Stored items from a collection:
========================================================================

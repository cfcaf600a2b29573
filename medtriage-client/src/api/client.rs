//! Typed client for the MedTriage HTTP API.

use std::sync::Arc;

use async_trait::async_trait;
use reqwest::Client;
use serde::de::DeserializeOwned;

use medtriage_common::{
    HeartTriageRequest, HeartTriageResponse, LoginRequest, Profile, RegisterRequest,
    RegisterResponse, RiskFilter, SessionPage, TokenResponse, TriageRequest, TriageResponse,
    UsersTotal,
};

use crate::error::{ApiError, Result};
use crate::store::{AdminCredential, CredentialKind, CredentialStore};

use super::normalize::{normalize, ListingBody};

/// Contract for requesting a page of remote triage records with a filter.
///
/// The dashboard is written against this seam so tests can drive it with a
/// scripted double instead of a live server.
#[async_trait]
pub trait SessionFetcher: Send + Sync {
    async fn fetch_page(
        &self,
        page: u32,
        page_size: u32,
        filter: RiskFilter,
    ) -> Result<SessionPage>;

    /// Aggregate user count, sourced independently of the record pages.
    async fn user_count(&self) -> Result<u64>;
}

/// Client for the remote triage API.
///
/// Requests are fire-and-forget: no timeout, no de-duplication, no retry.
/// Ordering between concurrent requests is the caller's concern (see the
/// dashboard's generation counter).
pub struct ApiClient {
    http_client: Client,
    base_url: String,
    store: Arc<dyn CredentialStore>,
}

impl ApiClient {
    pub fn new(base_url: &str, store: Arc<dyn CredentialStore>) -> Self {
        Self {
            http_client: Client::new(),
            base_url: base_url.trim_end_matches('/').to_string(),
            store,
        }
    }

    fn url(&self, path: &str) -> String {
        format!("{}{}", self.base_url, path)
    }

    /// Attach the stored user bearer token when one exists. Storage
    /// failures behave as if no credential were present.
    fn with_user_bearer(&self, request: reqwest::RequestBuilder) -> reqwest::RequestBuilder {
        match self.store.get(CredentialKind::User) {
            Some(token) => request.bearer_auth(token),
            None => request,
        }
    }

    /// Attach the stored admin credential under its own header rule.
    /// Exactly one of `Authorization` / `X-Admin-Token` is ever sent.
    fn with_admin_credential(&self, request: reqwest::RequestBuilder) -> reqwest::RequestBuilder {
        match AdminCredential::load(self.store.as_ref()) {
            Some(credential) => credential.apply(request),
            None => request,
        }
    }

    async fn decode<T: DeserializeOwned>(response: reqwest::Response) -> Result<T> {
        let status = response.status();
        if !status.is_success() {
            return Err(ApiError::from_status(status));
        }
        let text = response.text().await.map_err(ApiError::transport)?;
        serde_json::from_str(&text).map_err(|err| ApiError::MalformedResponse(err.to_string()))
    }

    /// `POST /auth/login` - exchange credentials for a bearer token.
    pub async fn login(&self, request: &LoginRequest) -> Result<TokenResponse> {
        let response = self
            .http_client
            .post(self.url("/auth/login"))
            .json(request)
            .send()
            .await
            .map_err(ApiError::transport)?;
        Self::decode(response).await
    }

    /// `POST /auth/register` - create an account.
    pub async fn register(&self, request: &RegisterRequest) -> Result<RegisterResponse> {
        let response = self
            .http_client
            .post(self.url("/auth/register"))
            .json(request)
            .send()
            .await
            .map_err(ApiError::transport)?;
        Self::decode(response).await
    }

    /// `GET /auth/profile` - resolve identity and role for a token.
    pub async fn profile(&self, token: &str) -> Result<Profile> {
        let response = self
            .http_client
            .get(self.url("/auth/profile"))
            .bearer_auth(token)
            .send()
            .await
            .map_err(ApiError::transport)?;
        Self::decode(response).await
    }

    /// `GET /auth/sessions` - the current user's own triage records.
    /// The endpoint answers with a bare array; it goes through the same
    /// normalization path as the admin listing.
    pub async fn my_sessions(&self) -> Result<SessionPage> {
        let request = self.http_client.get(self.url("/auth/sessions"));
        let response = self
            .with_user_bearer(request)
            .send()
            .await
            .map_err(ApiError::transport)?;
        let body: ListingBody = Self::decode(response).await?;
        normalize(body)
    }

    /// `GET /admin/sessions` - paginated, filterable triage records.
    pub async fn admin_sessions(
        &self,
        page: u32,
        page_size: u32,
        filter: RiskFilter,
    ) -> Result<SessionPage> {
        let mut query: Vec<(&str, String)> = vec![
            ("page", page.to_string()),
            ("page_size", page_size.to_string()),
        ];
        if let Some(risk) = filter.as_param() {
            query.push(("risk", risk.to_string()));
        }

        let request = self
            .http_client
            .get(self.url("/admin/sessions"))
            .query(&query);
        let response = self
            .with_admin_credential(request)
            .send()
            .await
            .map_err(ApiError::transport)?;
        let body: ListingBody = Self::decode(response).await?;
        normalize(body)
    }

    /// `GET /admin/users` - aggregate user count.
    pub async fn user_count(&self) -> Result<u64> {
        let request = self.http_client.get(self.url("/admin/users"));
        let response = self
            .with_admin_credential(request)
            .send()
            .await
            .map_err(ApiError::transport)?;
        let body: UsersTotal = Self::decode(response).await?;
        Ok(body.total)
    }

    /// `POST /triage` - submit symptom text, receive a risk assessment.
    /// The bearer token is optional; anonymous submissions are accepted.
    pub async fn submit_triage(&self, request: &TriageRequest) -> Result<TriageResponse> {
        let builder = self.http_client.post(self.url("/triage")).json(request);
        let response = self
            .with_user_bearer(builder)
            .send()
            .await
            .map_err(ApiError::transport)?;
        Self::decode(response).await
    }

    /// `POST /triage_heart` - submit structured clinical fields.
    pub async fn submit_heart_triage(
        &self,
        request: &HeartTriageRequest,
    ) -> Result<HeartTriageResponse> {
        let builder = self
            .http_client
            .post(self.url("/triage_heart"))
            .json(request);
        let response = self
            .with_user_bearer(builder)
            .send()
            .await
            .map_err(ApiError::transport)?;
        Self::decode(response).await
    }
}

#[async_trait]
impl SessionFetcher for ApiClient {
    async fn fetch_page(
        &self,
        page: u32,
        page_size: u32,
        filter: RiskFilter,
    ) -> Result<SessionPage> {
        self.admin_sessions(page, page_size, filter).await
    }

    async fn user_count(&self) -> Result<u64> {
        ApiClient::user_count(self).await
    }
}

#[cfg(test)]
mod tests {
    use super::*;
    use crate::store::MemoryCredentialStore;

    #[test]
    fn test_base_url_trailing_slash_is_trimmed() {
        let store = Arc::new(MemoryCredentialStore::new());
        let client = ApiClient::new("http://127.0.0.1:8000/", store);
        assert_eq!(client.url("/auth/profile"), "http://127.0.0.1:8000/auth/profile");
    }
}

========================================================================

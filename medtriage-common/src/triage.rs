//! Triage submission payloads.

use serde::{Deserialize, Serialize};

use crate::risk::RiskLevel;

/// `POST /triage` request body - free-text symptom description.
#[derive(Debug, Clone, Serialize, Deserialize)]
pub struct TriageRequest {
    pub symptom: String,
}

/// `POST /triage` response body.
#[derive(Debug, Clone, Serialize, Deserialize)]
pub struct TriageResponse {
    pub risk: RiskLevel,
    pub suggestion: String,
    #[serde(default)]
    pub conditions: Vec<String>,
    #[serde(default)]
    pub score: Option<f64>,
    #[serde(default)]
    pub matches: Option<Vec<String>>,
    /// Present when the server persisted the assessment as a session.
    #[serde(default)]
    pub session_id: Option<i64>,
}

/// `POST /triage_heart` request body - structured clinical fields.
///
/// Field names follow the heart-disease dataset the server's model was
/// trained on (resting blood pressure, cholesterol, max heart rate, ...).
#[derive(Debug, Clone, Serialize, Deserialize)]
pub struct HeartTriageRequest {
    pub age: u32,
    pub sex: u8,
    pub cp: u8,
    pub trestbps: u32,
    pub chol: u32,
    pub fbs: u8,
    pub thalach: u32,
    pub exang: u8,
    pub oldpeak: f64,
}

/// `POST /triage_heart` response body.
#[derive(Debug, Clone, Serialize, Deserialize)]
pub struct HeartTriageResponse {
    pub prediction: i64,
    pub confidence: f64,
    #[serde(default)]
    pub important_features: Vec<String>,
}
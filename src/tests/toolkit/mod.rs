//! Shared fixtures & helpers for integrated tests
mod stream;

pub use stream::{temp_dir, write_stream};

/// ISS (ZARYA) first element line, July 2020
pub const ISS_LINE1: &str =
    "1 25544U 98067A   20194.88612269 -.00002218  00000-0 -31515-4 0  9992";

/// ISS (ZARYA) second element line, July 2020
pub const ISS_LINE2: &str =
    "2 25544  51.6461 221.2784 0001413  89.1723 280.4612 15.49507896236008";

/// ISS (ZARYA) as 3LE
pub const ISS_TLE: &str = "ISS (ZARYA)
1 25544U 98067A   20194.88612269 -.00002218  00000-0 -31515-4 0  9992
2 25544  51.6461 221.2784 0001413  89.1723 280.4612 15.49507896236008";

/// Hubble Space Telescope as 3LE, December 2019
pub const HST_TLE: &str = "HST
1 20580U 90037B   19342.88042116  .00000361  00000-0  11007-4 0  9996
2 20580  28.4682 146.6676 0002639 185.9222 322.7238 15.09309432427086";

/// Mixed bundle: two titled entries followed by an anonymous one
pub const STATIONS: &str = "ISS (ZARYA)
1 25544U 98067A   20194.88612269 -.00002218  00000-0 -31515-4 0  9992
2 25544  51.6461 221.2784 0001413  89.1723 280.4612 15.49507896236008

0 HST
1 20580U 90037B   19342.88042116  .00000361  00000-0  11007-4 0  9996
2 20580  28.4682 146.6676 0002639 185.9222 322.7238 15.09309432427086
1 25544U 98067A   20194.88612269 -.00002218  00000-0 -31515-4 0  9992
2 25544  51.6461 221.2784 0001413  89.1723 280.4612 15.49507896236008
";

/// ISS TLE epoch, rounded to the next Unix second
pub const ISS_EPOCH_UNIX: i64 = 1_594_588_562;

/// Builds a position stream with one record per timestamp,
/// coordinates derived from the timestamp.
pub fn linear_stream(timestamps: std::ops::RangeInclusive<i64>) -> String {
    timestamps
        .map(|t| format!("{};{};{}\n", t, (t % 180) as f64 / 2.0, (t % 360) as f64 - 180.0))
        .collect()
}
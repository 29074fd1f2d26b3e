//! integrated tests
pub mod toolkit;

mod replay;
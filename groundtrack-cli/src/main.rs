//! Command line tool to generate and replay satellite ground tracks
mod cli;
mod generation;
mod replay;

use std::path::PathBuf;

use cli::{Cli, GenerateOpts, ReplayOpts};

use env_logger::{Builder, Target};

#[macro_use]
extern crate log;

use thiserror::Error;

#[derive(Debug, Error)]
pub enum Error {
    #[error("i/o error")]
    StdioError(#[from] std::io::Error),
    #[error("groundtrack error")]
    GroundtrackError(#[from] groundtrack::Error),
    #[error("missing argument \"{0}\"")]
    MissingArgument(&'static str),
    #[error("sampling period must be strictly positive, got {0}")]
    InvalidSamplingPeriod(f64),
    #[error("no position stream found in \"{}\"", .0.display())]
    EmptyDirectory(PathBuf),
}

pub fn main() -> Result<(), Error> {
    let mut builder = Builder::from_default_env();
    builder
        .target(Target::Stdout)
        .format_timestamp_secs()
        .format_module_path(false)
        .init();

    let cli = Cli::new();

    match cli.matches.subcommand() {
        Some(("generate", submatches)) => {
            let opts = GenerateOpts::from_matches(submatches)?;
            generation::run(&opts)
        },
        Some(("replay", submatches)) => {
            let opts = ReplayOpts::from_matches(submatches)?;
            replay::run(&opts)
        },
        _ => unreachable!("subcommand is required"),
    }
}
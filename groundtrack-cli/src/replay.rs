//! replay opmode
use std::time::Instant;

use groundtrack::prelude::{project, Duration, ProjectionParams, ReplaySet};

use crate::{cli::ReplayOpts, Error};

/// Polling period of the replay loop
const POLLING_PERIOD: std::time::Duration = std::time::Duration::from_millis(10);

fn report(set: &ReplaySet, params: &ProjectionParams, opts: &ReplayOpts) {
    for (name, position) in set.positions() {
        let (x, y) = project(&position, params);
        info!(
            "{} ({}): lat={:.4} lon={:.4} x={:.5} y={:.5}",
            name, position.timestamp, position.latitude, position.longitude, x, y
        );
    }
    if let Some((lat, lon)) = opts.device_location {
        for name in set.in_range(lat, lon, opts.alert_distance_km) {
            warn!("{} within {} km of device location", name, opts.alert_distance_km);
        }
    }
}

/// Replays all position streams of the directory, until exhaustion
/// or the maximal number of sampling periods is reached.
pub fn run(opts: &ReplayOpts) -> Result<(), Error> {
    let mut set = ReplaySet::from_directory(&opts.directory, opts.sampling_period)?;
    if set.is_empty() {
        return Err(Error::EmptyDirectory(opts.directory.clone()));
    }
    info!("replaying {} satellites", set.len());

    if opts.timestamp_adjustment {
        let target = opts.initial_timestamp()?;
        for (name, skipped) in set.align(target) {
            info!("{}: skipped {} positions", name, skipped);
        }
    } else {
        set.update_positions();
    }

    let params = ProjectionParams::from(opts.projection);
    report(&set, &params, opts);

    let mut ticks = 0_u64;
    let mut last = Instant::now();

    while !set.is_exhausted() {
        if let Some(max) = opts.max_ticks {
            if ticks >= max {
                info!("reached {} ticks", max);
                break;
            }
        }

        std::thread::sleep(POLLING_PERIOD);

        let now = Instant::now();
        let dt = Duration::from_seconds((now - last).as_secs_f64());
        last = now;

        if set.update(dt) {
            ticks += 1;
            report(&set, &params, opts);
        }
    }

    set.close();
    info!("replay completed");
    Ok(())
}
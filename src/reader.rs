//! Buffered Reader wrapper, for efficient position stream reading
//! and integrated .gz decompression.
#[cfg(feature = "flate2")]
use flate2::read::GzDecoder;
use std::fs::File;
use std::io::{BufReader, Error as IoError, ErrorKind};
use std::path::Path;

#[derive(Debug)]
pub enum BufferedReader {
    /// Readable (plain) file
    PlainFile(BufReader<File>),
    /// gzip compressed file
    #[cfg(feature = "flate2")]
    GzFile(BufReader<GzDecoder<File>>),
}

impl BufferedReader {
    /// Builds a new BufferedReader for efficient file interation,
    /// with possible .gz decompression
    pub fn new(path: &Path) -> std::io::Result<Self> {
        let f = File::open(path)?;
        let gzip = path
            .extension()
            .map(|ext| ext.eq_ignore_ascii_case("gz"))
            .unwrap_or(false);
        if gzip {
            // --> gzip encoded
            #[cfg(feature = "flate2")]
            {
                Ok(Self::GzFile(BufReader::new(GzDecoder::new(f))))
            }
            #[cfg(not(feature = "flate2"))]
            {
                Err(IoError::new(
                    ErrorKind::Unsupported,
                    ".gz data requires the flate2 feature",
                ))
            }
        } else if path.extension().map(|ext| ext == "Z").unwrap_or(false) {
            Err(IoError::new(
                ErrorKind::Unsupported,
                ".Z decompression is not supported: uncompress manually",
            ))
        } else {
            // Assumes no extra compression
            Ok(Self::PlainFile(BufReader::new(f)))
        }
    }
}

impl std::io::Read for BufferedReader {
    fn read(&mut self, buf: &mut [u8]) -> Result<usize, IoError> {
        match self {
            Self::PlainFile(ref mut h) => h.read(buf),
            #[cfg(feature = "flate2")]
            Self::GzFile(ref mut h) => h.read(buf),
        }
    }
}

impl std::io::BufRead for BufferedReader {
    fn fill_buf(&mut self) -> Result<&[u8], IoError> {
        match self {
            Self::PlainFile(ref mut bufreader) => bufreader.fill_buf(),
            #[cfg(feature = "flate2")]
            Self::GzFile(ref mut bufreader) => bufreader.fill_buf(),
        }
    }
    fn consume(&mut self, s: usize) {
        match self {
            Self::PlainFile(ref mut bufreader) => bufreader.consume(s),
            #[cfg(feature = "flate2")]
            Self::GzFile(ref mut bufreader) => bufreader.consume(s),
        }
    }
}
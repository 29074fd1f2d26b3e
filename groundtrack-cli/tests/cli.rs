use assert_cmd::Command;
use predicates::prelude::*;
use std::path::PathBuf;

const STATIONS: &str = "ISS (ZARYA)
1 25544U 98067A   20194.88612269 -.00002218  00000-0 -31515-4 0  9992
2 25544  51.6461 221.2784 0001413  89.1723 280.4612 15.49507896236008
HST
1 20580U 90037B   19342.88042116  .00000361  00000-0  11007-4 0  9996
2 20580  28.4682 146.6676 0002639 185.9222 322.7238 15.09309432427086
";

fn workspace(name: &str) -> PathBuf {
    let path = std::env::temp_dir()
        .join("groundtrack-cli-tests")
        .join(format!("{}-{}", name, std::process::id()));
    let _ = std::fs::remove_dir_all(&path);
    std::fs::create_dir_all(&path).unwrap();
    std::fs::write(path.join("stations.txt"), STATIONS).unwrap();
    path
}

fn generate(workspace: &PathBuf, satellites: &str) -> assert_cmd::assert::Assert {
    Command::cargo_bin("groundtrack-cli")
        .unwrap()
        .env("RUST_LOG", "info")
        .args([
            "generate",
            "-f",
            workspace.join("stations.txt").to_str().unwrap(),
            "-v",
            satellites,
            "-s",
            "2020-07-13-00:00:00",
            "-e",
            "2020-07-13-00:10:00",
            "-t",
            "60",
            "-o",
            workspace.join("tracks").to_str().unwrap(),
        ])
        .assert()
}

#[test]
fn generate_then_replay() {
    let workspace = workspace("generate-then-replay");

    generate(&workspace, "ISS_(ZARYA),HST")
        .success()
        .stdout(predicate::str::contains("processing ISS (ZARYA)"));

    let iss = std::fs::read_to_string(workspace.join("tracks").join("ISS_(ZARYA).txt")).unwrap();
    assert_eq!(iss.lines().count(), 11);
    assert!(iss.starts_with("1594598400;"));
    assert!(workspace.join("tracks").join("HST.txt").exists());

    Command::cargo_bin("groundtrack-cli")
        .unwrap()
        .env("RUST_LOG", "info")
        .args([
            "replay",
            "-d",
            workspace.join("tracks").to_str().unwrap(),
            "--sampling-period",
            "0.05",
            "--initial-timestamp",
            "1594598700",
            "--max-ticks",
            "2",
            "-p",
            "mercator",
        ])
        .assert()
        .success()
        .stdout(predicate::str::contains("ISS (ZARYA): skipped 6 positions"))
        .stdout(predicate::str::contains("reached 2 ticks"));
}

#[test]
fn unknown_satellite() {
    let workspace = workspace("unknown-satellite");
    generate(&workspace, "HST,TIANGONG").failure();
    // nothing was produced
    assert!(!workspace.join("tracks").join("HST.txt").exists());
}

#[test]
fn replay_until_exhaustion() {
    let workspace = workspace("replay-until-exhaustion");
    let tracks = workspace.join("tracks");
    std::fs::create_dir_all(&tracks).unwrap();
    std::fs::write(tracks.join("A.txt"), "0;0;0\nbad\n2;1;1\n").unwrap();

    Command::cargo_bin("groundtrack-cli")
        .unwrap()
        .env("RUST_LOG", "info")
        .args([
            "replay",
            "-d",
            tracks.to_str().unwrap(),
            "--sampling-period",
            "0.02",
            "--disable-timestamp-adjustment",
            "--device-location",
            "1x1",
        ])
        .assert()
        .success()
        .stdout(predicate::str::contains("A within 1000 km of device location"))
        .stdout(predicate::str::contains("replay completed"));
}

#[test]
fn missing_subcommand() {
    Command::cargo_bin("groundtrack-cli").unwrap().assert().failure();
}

========================================================================

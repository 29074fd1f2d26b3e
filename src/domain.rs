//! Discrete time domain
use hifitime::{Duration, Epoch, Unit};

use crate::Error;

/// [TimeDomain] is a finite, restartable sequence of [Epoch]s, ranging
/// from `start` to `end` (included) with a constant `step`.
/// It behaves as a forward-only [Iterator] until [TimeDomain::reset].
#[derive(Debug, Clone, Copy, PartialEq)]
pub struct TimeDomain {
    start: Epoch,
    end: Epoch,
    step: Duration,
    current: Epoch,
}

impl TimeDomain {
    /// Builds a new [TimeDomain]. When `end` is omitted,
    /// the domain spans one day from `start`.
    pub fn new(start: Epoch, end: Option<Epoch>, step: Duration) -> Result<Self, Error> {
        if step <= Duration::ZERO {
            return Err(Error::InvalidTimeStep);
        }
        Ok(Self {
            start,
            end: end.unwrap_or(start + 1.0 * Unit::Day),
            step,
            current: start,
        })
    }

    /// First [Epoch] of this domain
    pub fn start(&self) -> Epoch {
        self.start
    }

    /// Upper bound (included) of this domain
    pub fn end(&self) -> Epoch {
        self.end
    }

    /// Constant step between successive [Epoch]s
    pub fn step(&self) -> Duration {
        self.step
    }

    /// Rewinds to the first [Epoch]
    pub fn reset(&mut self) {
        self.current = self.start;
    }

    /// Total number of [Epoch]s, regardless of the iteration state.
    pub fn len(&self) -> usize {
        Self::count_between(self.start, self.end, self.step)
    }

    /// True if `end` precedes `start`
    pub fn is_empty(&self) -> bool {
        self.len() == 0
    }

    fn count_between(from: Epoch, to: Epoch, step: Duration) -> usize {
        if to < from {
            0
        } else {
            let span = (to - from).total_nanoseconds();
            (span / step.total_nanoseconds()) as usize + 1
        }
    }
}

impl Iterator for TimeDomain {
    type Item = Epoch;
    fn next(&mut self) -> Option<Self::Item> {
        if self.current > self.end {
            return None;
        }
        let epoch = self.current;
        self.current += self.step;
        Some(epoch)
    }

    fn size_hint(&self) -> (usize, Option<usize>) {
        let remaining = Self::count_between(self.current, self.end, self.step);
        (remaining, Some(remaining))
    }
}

========================================================================

EXERCISE DETAILS: Nothing should appear in the answer except the lines above from the line with "pub trait SessionFetcher: Send" through the line with "let text = response.text().await.map_err(ApiError::transport)?;", both included, written out exactly.

RESULT OF THIS TASK:
pub trait SessionFetcher: Send + Sync {
    async fn fetch_page(
        &self,
        page: u32,
        page_size: u32,
        filter: RiskFilter,
    ) -> Result<SessionPage>;

    /// Aggregate user count, sourced independently of the record pages.
    async fn user_count(&self) -> Result<u64>;
}

/// Client for the remote triage API.
///
/// Requests are fire-and-forget: no timeout, no de-duplication, no retry.
/// Ordering between concurrent requests is the caller's concern (see the
/// dashboard's generation counter).
pub struct ApiClient {
    http_client: Client,
    base_url: String,
    store: Arc<dyn CredentialStore>,
}

impl ApiClient {
    pub fn new(base_url: &str, store: Arc<dyn CredentialStore>) -> Self {
        Self {
            http_client: Client::new(),
            base_url: base_url.trim_end_matches('/').to_string(),
            store,
        }
    }

    fn url(&self, path: &str) -> String {
        format!("{}{}", self.base_url, path)
    }

    /// Attach the stored user bearer token when one exists. Storage
    /// failures behave as if no credential were present.
    fn with_user_bearer(&self, request: reqwest::RequestBuilder) -> reqwest::RequestBuilder {
        match self.store.get(CredentialKind::User) {
            Some(token) => request.bearer_auth(token),
            None => request,
        }
    }

    /// Attach the stored admin credential under its own header rule.
    /// Exactly one of `Authorization` / `X-Admin-Token` is ever sent.
    fn with_admin_credential(&self, request: reqwest::RequestBuilder) -> reqwest::RequestBuilder {
        match AdminCredential::load(self.store.as_ref()) {
            Some(credential) => credential.apply(request),
            None => request,
        }
    }

    async fn decode<T: DeserializeOwned>(response: reqwest::Response) -> Result<T> {
        let status = response.status();
        if !status.is_success() {
            return Err(ApiError::from_status(status));
        }
        let text = response.text().await.map_err(ApiError::transport)?;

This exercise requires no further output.